Bremen, long hostile to its Prince-Archbishop and the temporal power and pretensions of the Church, readily embraced the Protestant Reformation, as it swept across Northern Germany in the late 1520s. In 1532, Bremen's burghers forcefully interrupted Catholic Mass in St Peter's cathedral, the Bremer Dom, and prompted a pastor to hold a Lutheran service in its place. The Prince-Archbishop, who still retained sovereign control of the cathedral (one of his last rights within the city), shut its doors. Despite this, he was unable to stem the tide of conversion to the Reformed faith/Calvinism, even within the communities under his direct authority.

In 1547, the prevailingly Lutheran cathedral chapter appointed the Dutch Albert Hardenberg, called Rizaeus, as the cathedral's first Protestant pastor. Rizaeus, however, turned out to be of Zwinglian persuasion, which, after heated disputes, led to the cathedral closing its doors again in 1561, only to fully reopen them in 1638.

By the 1590s the majority of Bremen's burghers and city council had adopted Calvinism, in contrast with the cathedral chapter, which had remained Lutheran under the administration of the Prince-Archbishopric. This antagonism between a Calvinistic majority and the Lutheran minority that was to retain control of the cathedral until 1803 (when finally it was mediatised as part of the city), continued well into the 19th century. The conflict was conclusively resolved only in 1873, when the Calvinist and Lutheran congregations of Bremen reconciled under the administrative umbrella of the Bremen Protestant Church.

== Thirty Years' War ==
Soon after the beginning of the Thirty Years' War Bremen declared its neutrality. In 1623 it rejected the appeal of the Republic of the Seven United Netherlands to assist it in its struggle for independence against Habsburg Spain and imperial forces. Nonetheless, Imperial troops under Albrecht von Wallenstein and those of the Catholic League headed north. Wallenstein had visions of breaking-up the Hanseatic League, and of establishing new Baltic trade monopolies to benefit imperial favourites. In 1628, Bremen paid Wallenstein a hefty ransom to spare itself a siege, and by such means it was able to avoid occupation throughout the war.

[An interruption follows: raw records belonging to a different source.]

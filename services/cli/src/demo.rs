use crate::infra::parse_date;
use crate::render::render_summary;
use chrono::NaiveDate;
use clap::Args;
use daybook::config::AppConfig;
use daybook::error::AppError;
use daybook::journal::{
    standard_pages, Answers, DayClock, DayRecordStore, JournalSession, MemoryBackend, PageContent,
    SectionId, SectionRegistry,
};
use std::collections::HashMap;

#[derive(Args, Debug, Default)]
pub(crate) struct DemoArgs {
    /// Day to simulate (YYYY-MM-DD). Defaults to today.
    #[arg(long, value_parser = parse_date)]
    pub(crate) date: Option<NaiveDate>,
    /// Print the persisted journal blob after the walkthrough.
    #[arg(long)]
    pub(crate) show_blob: bool,
}

pub(crate) fn run_demo(config: &AppConfig, args: DemoArgs) -> Result<(), AppError> {
    let DemoArgs { date, show_blob } = args;

    let registry = SectionRegistry::standard();
    let clock = match date {
        Some(date) => DayClock::Fixed(date),
        None => config.journal.day_boundary.clock(),
    };
    let mut session = JournalSession::new(
        &registry,
        DayRecordStore::new(MemoryBackend::new()),
        standard_pages(),
        clock,
    )?;

    println!("Daily journal demo ({})", clock.today());
    let answers = scripted_answers();

    let mut view = session.view();
    loop {
        if let PageContent::Summary { summary } = &view.content {
            println!();
            render_summary(summary);
            break;
        }
        if let PageContent::Questions { section, .. } = &view.content {
            println!("- {} ({}) answered", view.page_id, section);
        }
        view = session.advance(&answers)?;
    }

    if show_blob {
        let blob = session.store().backend().blob().unwrap_or_default();
        println!("\nPersisted journal\n{blob}");
    }

    Ok(())
}

pub(crate) fn scripted_answers() -> HashMap<SectionId, Answers> {
    let mut answers = HashMap::new();
    answers.insert(SectionId::from("offday"), Answers::new());
    answers.insert(
        SectionId::from("discipline"),
        Answers::new()
            .weight("todo", 1)
            .weight("nottodo", 1)
            .checked("routine-morning"),
    );
    answers.insert(
        SectionId::from("wisdom"),
        Answers::new().weight("book1-action", 1).weight("book2-action", 1),
    );
    answers.insert(
        SectionId::from("skills"),
        Answers::new()
            .text("skill1", "Spanish vocabulary")
            .text("skill2", "Sketching")
            .text("skill3", ""),
    );
    answers.insert(
        SectionId::from("ratings"),
        Answers::new()
            .weight("rating-mood", 4)
            .weight("rating-productivity", 3)
            .weight("rating-health", 5)
            .weight("rating-focus", 2)
            .weight("rating-sleep", 4),
    );
    answers.insert(SectionId::from("reflection"), Answers::new().checked("grat"));
    answers.insert(
        SectionId::from("archetype"),
        Answers::new()
            .checked("king-q1")
            .checked("warrior-q1")
            .checked("warrior-q3")
            .checked("sage-q5"),
    );
    answers
}
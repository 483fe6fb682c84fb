use tracing::debug;

use super::domain::{DayKey, DayRecord, ScoringMode, SectionDefinition};
use super::registry::SectionRegistry;
use super::views::{ArchetypeScoreEntry, DailySummary, SectionScoreEntry};

/// Builds the summary views for one day's record without modifying it.
pub fn project(registry: &SectionRegistry, day: DayKey, record: &DayRecord) -> DailySummary {
    let mut sections = Vec::new();
    let mut skills = Vec::new();
    let mut archetypes = Vec::new();
    let mut pending_sections = Vec::new();

    for section in registry.sections() {
        let Some(result) = record.get(&section.id) else {
            pending_sections.push(section.id.clone());
            continue;
        };

        match section.mode {
            ScoringMode::NumericSum | ScoringMode::StarRating => match result.as_scored() {
                Some(scored) => sections.push(SectionScoreEntry {
                    section: section.id.clone(),
                    label: section.label.clone(),
                    mode: section.mode,
                    score: scored.score,
                    max_score: scored.max_score,
                    percentage: scored.percentage,
                }),
                None => mismatched(section),
            },
            ScoringMode::SingleSelect => match result.as_selections() {
                Some(values) => skills.extend(
                    values
                        .iter()
                        .map(|(_, value)| value.trim())
                        .filter(|value| !value.is_empty())
                        .map(str::to_string),
                ),
                None => mismatched(section),
            },
            ScoringMode::SubGrouped => match result.as_subgroups() {
                Some(groups) => archetypes.extend(groups.iter().map(|(name, scored)| {
                    ArchetypeScoreEntry {
                        section: section.id.clone(),
                        archetype: name.clone(),
                        label: capitalize(name.as_str()),
                        score: scored.score,
                        max_score: scored.max_score,
                        percentage: scored.percentage,
                    }
                })),
                None => mismatched(section),
            },
        }
    }

    DailySummary {
        day,
        sections,
        skills,
        archetypes,
        pending_sections,
    }
}

fn mismatched(section: &SectionDefinition) {
    debug!(section = %section.id, mode = section.mode.label(), "stored result does not match section mode; skipped");
}

fn capitalize(raw: &str) -> String {
    let mut chars = raw.chars();
    match chars.next() {
        Some(first) => first.to_uppercase().chain(chars).collect(),
        None => String::new(),
    }
}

In 1629 an imperial Edict of Restitution ordered Bremen to restore properties and rights within the city, including control of the cathedral, to a once again Catholic Prince-Archbishop. The city refused, stating it would rather separate from the Holy Roman Empire and join the Dutch in their Republic. The intervention of the Lutheran Swedes under Gustavus Adolphus saved the city from an imperial siege. However, once Swedish forces had gained control of the former episcopal territories around the city (an occupation that was confirmed by the Treaty Westphalia in 1648), Bremen sensed a new threat to its independence.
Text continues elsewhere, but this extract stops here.